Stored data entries
- - - -
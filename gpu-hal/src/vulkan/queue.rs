use ash::vk;

use super::{CommandBuffer, Fence, Queue, Semaphore, SurfaceTexture};
use crate::{DeviceError, FenceValue, StageFlags, SurfaceError};

impl crate::Queue<super::Context> for Queue {
    unsafe fn submit(
        &self,
        command_buffers: &[CommandBuffer],
        wait_semaphores: &[(Semaphore, StageFlags)],
        signal_semaphores: &[Semaphore],
        signal_fence: Option<(&Fence, FenceValue)>,
    ) -> Result<(), DeviceError> {
        let vk_cmd_buffers: Vec<_> = command_buffers.iter().map(|c| c.raw).collect();
        let wait_raw: Vec<_> = wait_semaphores.iter().map(|(s, _)| s.raw).collect();
        let wait_stages: Vec<_> =
            wait_semaphores.iter().map(|(_, s)| super::conv::map_stage_flags(*s)).collect();
        let signal_raw: Vec<_> = signal_semaphores.iter().map(|s| s.raw).collect();

        let mut fence_semaphores = signal_raw.clone();
        let mut fence_values: Vec<u64> = signal_semaphores.iter().map(|_| 0).collect();
        if let Some((fence, value)) = signal_fence {
            fence_semaphores.push(fence.raw);
            fence_values.push(value);
        }

        let mut submit_info = vk::SubmitInfo::builder()
            .command_buffers(&vk_cmd_buffers)
            .wait_semaphores(&wait_raw)
            .wait_dst_stage_mask(&wait_stages)
            .signal_semaphores(&fence_semaphores);

        let mut timeline_info =
            vk::TimelineSemaphoreSubmitInfo::builder().signal_semaphore_values(&fence_values);
        submit_info = submit_info.push_next(&mut timeline_info);

        profiling::scope!("vkQueueSubmit");
        unsafe {
            self.device
                .raw
                .queue_submit(self.raw, &[submit_info.build()], vk::Fence::null())?
        };
        Ok(())
    }

    unsafe fn present(
        &self,
        surface_texture: SurfaceTexture,
        wait_semaphores: &[Semaphore],
    ) -> Result<(), SurfaceError> {
        let swapchain_fn = self
            .swapchain_fn
            .as_ref()
            .expect("present() called on a queue with no swapchain extension loaded");

        let swapchains = [surface_texture.swapchain];
        let wait_raw: Vec<_> = wait_semaphores.iter().map(|s| s.raw).collect();
        let indices = [surface_texture.index];
        let present_info = vk::PresentInfoKHR::builder()
            .wait_semaphores(&wait_raw)
            .swapchains(&swapchains)
            .image_indices(&indices);

        profiling::scope!("vkQueuePresentKHR");
        let suboptimal = unsafe { swapchain_fn.queue_present(self.raw, &present_info) }.map_err(
            |error| match error {
                vk::Result::ERROR_OUT_OF_DATE_KHR => SurfaceError::Outdated,
                vk::Result::ERROR_SURFACE_LOST_KHR => SurfaceError::Lost,
                other => SurfaceError::Device(DeviceError::from(other)),
            },
        )?;
        if suboptimal {
            log::warn!("suboptimal present of frame {}", surface_texture.index);
        }
        Ok(())
    }
}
- - - -
• **Task directions**
Return each line from the entries above that includes "suboptimal".

• **Your solution**
        let suboptimal = unsafe { swapchain_fn.queue_present(self.raw, &present_info) }.map_err(
        if suboptimal {
            log::warn!("suboptimal present of frame {}", surface_texture.index);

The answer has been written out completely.